### Action item
The full set of entries, reproduced exactly, is the expected answer.

### Data extracts
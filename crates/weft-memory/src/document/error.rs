#[derive(Debug, thiserror::Error)]
pub enum DocumentError {
    #[error("IO error: {0}")]
    Io(#[from] std::io::Error),

    #[error("unsupported format: {0}")]
    UnsupportedFormat(String),

    #[error("file too large: {size} bytes (limit {limit})")]
    FileTooLarge { size: u64, limit: u64 },

    #[error("document has no text after cleaning")]
    EmptyDocument,

    #[error("failed to extract {format} text: {reason}")]
    Extraction { format: &'static str, reason: String },

    #[error("invalid processing status: {0}")]
    InvalidStatus(String),

    #[error("illegal status transition {from} -> {to}")]
    IllegalTransition {
        from: super::ProcessingStatus,
        to: super::ProcessingStatus,
    },

    #[error(transparent)]
    Embedding(#[from] crate::error::EmbeddingError),

    #[error("vector indexing failed: {0}")]
    VectorStore(#[from] crate::vector_store::VectorStoreError),

    #[error("storage error: {0}")]
    Storage(#[from] crate::error::StoreError),
}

### Exercise response
filename crates/weft-memory/src/document/error.rs
#[derive(Debug, thiserror::Error)]
pub enum DocumentError {
    #[error("IO error: {0}")]
    Io(#[from] std::io::Error),

    #[error("unsupported format: {0}")]
    UnsupportedFormat(String),

    #[error("file too large: {size} bytes (limit {limit})")]
    FileTooLarge { size: u64, limit: u64 },

    #[error("document has no text after cleaning")]
    EmptyDocument,

    #[error("failed to extract {format} text: {reason}")]
    Extraction { format: &'static str, reason: String },

    #[error("invalid processing status: {0}")]
    InvalidStatus(String),

    #[error("illegal status transition {from} -> {to}")]
    IllegalTransition {
        from: super::ProcessingStatus,
        to: super::ProcessingStatus,
    },

    #[error(transparent)]
    Embedding(#[from] crate::error::EmbeddingError),

    #[error("vector indexing failed: {0}")]
    VectorStore(#[from] crate::vector_store::VectorStoreError),

    #[error("storage error: {0}")]
    Storage(#[from] crate::error::StoreError),
}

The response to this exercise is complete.